The Art of Gaining Customer Empathy

Kenny Chen
Kenny Chen
Published in
4 min readMay 1, 2017

To understand the people we are designing for, we must gain empathy for who they are and what is important to them. I recently attended a workshop by the folks at Empathy, a design firm focused on deep customer understanding.

Our challenge was to enhance the shopping experience at 3rd Street Promenade, a popular tourist location in Santa Monica.

The following is a recap and some of my learnings along the way.

Have a Design Thinking Mindset & Process
Design thinking is a human-centered and collaborative approach to problem-solving. The design mindset is not what you do but how you do it.

Design thinking is all about collaboration with a group of people. It embraces trying stuff out, iterating, and improving. It has a bias towards actions since often what people say is not what they do. A show don’t tell approach favors visuals and telling good stories that connect back to people

We need to be mindful of the process by knowing where we are in the design process and what methods to use. While we like to say the design thinking process goes from one step to the next, that’s rarely the case. It’s a messy and iterative process.

We used a flare and focus approach to generate ideas and find solutions.
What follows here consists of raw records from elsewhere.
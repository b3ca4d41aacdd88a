//! ShareAccount statement tests

use super::test_helpers::*;
use crate::engine::share_threshold;
use crate::errors::RequestError;
use crate::ledger::AccountSigner;
use crate::structured_logging::RequestContext;
use crate::test_utils::ScriptedSelector;
use crate::tx_builder::{Operation, SetOptions, SignerWeight};
use crate::types::{ShareAccountRequest, Statement};

fn share(account: &str, signers: &[&str]) -> Statement {
    Statement::ShareAccount(ShareAccountRequest {
        account: account.to_string(),
        additional_signers: signers.iter().map(|s| s.to_string()).collect(),
    })
}

#[tokio::test]
async fn test_two_new_signers_threshold_three() {
    let fx = Fixture::new().await;
    fx.ledger.add_account(funded(SAVINGS, 1, &[])).await;
    fx.ledger.add_account(funded(BOB, 1, &[])).await;
    let selector = ScriptedSelector::new();
    let engine = fx.engine(&selector, test_config());

    let assembled = engine
        .assemble(
            &share("master", &["savings", "bob"]),
            &RequestContext::new("test"),
        )
        .await
        .unwrap();

    assert_eq!(
        assembled.builder.operations(),
        &[
            Operation::add_signer(key(SAVINGS), 1),
            Operation::add_signer(key(BOB), 1),
            Operation::SetOptions(SetOptions {
                master_weight: Some(3),
                low_threshold: Some(3),
                med_threshold: Some(3),
                high_threshold: Some(3),
                signer: None,
            }),
        ]
    );
    assert_eq!(share_threshold(2, 0), 3);
}

#[tokio::test]
async fn test_existing_signers_count_toward_threshold() {
    let fx = Fixture::new().await;
    let mut master = funded(MASTER, 100, &[]);
    master.signers.push(AccountSigner {
        key: key(JENNIFER).address(),
        weight: 1,
    });
    fx.ledger.add_account(master).await;
    fx.ledger.add_account(funded(BOB, 1, &[])).await;
    let selector = ScriptedSelector::new();
    let engine = fx.engine(&selector, test_config());

    let assembled = engine
        .assemble(&share("master", &["bob"]), &RequestContext::new("test"))
        .await
        .unwrap();

    match assembled.builder.operations().last() {
        Some(Operation::SetOptions(opts)) => assert_eq!(opts.master_weight, Some(3)),
        other => panic!("unexpected last operation {:?}", other),
    }
    assert!(matches!(
        assembled.builder.operations()[0],
        Operation::SetOptions(SetOptions {
            signer: Some(SignerWeight { weight: 1, .. }),
            ..
        })
    ));
}

#[tokio::test]
async fn test_existing_signer_cannot_be_added_again() {
    let fx = Fixture::new().await;
    let mut master = funded(MASTER, 100, &[]);
    master.signers.push(AccountSigner {
        key: key(BOB).address(),
        weight: 1,
    });
    fx.ledger.add_account(master).await;
    fx.ledger.add_account(funded(BOB, 1, &[])).await;
    let selector = ScriptedSelector::new();
    let engine = fx.engine(&selector, test_config());

    let err = engine.execute(&share("master", &["bob"])).await.unwrap_err();
    assert!(matches!(err, RequestError::InvalidOperation(_)));
}

#[tokio::test]
async fn test_unfunded_signer() {
    let fx = Fixture::new().await;
    let selector = ScriptedSelector::new();
    let engine = fx.engine(&selector, test_config());

    let err = engine
        .execute(&share("master", &["jennifer"]))
        .await
        .unwrap_err();
    assert!(matches!(err, RequestError::SignerNotFunded(ref name) if name == "jennifer"));
    assert_eq!(fx.ledger.submit_count().await, 0);
}

#[tokio::test]
async fn test_unfunded_account() {
    let fx = Fixture::new().await;
    fx.ledger.add_account(funded(BOB, 1, &[])).await;
    let selector = ScriptedSelector::new();
    let engine = fx.engine(&selector, test_config());

    let err = engine
        .execute(&share("savings", &["bob"]))
        .await
        .unwrap_err();
    assert!(matches!(err, RequestError::SourceNotFunded(_)));
}

#[tokio::test]
async fn test_account_must_be_local_wallet() {
    let fx = Fixture::new().await;
    let selector = ScriptedSelector::new();
    let engine = fx.engine(&selector, test_config());

    let err = engine.execute(&share("bob", &["master"])).await.unwrap_err();
    assert!(matches!(err, RequestError::NotFound { what: "wallet", .. }));
}

#[tokio::test]
async fn test_unknown_signer_not_found() {
    let fx = Fixture::new().await;
    let selector = ScriptedSelector::new();
    let engine = fx.engine(&selector, test_config());

    let err = engine
        .execute(&share("master", &["mallory"]))
        .await
        .unwrap_err();
    assert_eq!(err.to_string(), "signer 'mallory' not found");
}

#[tokio::test]
async fn test_share_submits() {
    let fx = Fixture::new().await;
    fx.ledger.add_account(funded(SAVINGS, 1, &[])).await;
    let selector = ScriptedSelector::new();
    let engine = fx.engine(&selector, test_config());

    engine
        .execute(&share("master", &["savings"]))
        .await
        .unwrap();
    assert_eq!(fx.ledger.submit_count().await, 1);
}
//! Wallet store: local signing keys and the contact directory
//!
//! The store is a JSON document:
//!
//! ```json
//! {
//!   "wallets": [{ "name": "master", "seed": "S..." }],
//!   "contacts": {
//!     "jennifer": { "address": "G...", "memo": { "type": "id", "value": 42 } }
//!   }
//! }
//! ```
//!
//! Seeds are stored in plain text; protecting the file is left to the host.

use crate::keys::{Keypair, PublicKey};
use crate::types::Memo;
use anyhow::{Context, Result};
use serde::Deserialize;
use std::collections::BTreeMap;
use std::fmt;
use std::path::Path;
use zeroize::Zeroizing;

/// A named local signing key
#[derive(Debug, Clone)]
pub struct Wallet {
    pub name: String,
    keypair: Keypair,
}

impl Wallet {
    pub fn new(name: impl Into<String>, keypair: Keypair) -> Self {
        Self {
            name: name.into(),
            keypair,
        }
    }

    pub fn public_key(&self) -> PublicKey {
        self.keypair.public_key()
    }

    pub fn keypair(&self) -> &Keypair {
        &self.keypair
    }
}

impl fmt::Display for Wallet {
    fn fmt(&self, f: &mut fmt::Formatter<'_>) -> fmt::Result {
        write!(f, "{} ({})", self.name, self.public_key())
    }
}

/// A known destination
#[derive(Debug, Clone, PartialEq, Eq, Deserialize)]
pub struct Contact {
    pub address: String,
    #[serde(default)]
    pub memo: Option<Memo>,
}

#[derive(Deserialize)]
struct WalletRecord {
    name: String,
    seed: Zeroizing<String>,
}

#[derive(Deserialize)]
struct StoreFile {
    #[serde(default)]
    wallets: Vec<WalletRecord>,
    #[serde(default)]
    contacts: BTreeMap<String, Contact>,
}

/// Wallets and contacts. Contacts iterate in alias order.
#[derive(Debug, Clone, Default)]
pub struct WalletStore {
    wallets: Vec<Wallet>,
    contacts: BTreeMap<String, Contact>,
}

impl WalletStore {
    pub fn new() -> Self {
        Self::default()
    }

    /// Load a store from a JSON file
    pub fn from_file(path: &Path) -> Result<Self> {
        let content = Zeroizing::new(
            std::fs::read_to_string(path)
                .with_context(|| format!("Failed to read wallet store: {}", path.display()))?,
        );
        Self::from_json(&content)
            .with_context(|| format!("Failed to load wallet store: {}", path.display()))
    }

    pub fn from_json(json: &str) -> Result<Self> {
        let file: StoreFile = serde_json::from_str(json).context("Failed to parse wallet JSON")?;
        let mut store = Self::new();
        for record in file.wallets {
            let keypair = Keypair::from_secret_seed(&record.seed)
                .with_context(|| format!("Invalid seed for wallet '{}'", record.name))?;
            store.add_wallet(Wallet::new(record.name, keypair))?;
        }
        for (alias, contact) in file.contacts {
            PublicKey::from_address(&contact.address)
                .with_context(|| format!("Invalid address for contact '{}'", alias))?;
            store.contacts.insert(alias, contact);
        }
        Ok(store)
    }

    /// Add a wallet; names must be unique
    pub fn add_wallet(&mut self, wallet: Wallet) -> Result<()> {
        if self.wallet_by_name(&wallet.name).is_some() {
            anyhow::bail!("Duplicate wallet name '{}'", wallet.name);
        }
        self.wallets.push(wallet);
        Ok(())
    }

    pub fn add_contact(&mut self, alias: impl Into<String>, contact: Contact) {
        self.contacts.insert(alias.into(), contact);
    }

    pub fn wallet_by_name(&self, name: &str) -> Option<&Wallet> {
        self.wallets.iter().find(|w| w.name == name)
    }

    pub fn wallet_by_address(&self, address: &PublicKey) -> Option<&Wallet> {
        self.wallets.iter().find(|w| &w.public_key() == address)
    }

    pub fn wallets(&self) -> &[Wallet] {
        &self.wallets
    }

    pub fn contact(&self, alias: &str) -> Option<&Contact> {
        self.contacts.get(alias)
    }

    pub fn contacts(&self) -> impl Iterator<Item = (&String, &Contact)> {
        self.contacts.iter()
    }
}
The ideation phase is all about having a large number of diverse ideas. We then narrowed them down based on constraints to choose the best ideas to test against.

Preparation is Key

Before immersing ourselves with the customer, we need to know what information we want to gather.

First, we collaborated and brainstormed ideas of potential methods to solve our challenge. We thought about everything from intercepting shoppers at the parking lot to talking with the employees of the stores. No idea was a bad idea.

We then brainstormed on who were our stakeholders. These included tourist, the casual shopper, street performers, and more. For each stakeholder identified, we then explored how to get the information we need. It’s important to use different methods and triangulate findings to avoid bias.

Next, we thought about who were our extreme users were. These people would have the best insights to understand the opposite ends of the spectrum. For our scenario, it might be the out of town shopper who goes to 3rd Street Promenade every day versus the local resident who avoids it at all cost.

Finally, we narrowed down our focus to figure out who we wanted to observe and what information we needed. Once decided, we could tailor our observation and conversation prompts to get the key information.

Immerse Yourself
Contextual inquiry is a method that applies ethnographic observation and one-on-one interviewing.

To understand how people use your service or product, we need to see them use it in their environment. An app used while walking down a busy street is different than one used in the comfort of home. But observation is only part of the equation. It answers the what and how but not the why. For that, there is the conversation.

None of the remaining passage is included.